An Urban Garden in Massachusetts

How an avid gardener and her landscape designers reworked a streetside urban plot to create private “rooms” along with lawns and perennial beds—while honoring the scale of the big old house.

Photographs by Kindra Clineff

Heather Falcone was smitten by their new home when she moved to Brookline, Massachusetts, with her husband, attorney Steve Cherny, and their two young children. Designed by Boston architect S. Edwin Tobey for local real-estate magnate John Prescott Webber, the 1885 Queen Anne house was, according to contemporary accounts, built of “Roxbury stone with red granite trimmings” on the first floor, and “rough cast work” above. Featuring prominent gables, a large, open-roofed, stone porte-cochere, plinth-like stone porches, and an unusual corner entry tower, the house had enormous appeal for Falcone and her family. But she did not love the one-third-acre U-shaped lot, probably what was left after much larger grounds were subdivided and sold.

“We had a mulch and shrub garden, which I just hated,” says Falcone, who owns several home furnishings, clothing, and accessory boutiques in Brooklyn, New York.
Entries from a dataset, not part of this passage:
//! Page sections, in display order.

/// A section of the portfolio page.
#[derive(Debug, Clone, Copy, Default, PartialEq, Eq, Hash)]
pub enum Section {
    #[default]
    Hero,
    About,
    Skills,
    Experience,
    Projects,
    Education,
    Contact,
}

impl Section {
    /// All sections, top to bottom.
    pub const ALL: [Section; 7] = [
        Section::Hero,
        Section::About,
        Section::Skills,
        Section::Experience,
        Section::Projects,
        Section::Education,
        Section::Contact,
    ];

    /// Stable anchor id.
    pub fn id(self) -> &'static str {
        match self {
            Section::Hero => "hero",
            Section::About => "about",
            Section::Skills => "skills",
            Section::Experience => "experience",
            Section::Projects => "projects",
            Section::Education => "education",
            Section::Contact => "contact",
        }
    }

    /// Label shown in the navigation bar.
    pub fn nav_label(self) -> &'static str {
        match self {
            Section::Hero => "Home",
            Section::About => "About",
            Section::Skills => "Skills",
            Section::Experience => "Experience",
            Section::Projects => "Projects",
            Section::Education => "Education",
            Section::Contact => "Contact",
        }
    }

    /// Section for a 1-based number key.
    pub fn from_number(n: u32) -> Option<Section> {
        let index = usize::try_from(n).ok()?.checked_sub(1)?;
        Self::ALL.get(index).copied()
    }
}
A passionate gardener, she confesses that she felt overwhelmed by the barren lot bordered on two sides by streets and oriented toward a busy intersection. For help, the homeowner turned to A Blade of Grass, a landscape design and maintenance company located in nearby Wayland, Massachusetts.

“We found a big, gorgeous stone house, but not a lot of yard space,” says Jim Douthit, landscape designer and company principal. “It didn’t feel like a garden.
It felt like a blocky house surrounded by narrow strips of grass.”

He created a series of outdoor rooms that provide lawns for the children’s play, a private area for Cherny, and lots of garden beds where Falcone can indulge her passion for growing roses and other flowering perennials. The gardens now provide screening from the street while leading the eye to long, satisfying vistas punctuated by sculpture and outdoor seating.

PAVINGS
Designer Jim Douthit outlined the driveway and lawns with bluestone and brownstone pavers chosen to coordinate with the stone of the house. He replaced old paving with Gravel-Lok, a modern material that resembles pea stone but is more stable—and yet permeable to rainwater.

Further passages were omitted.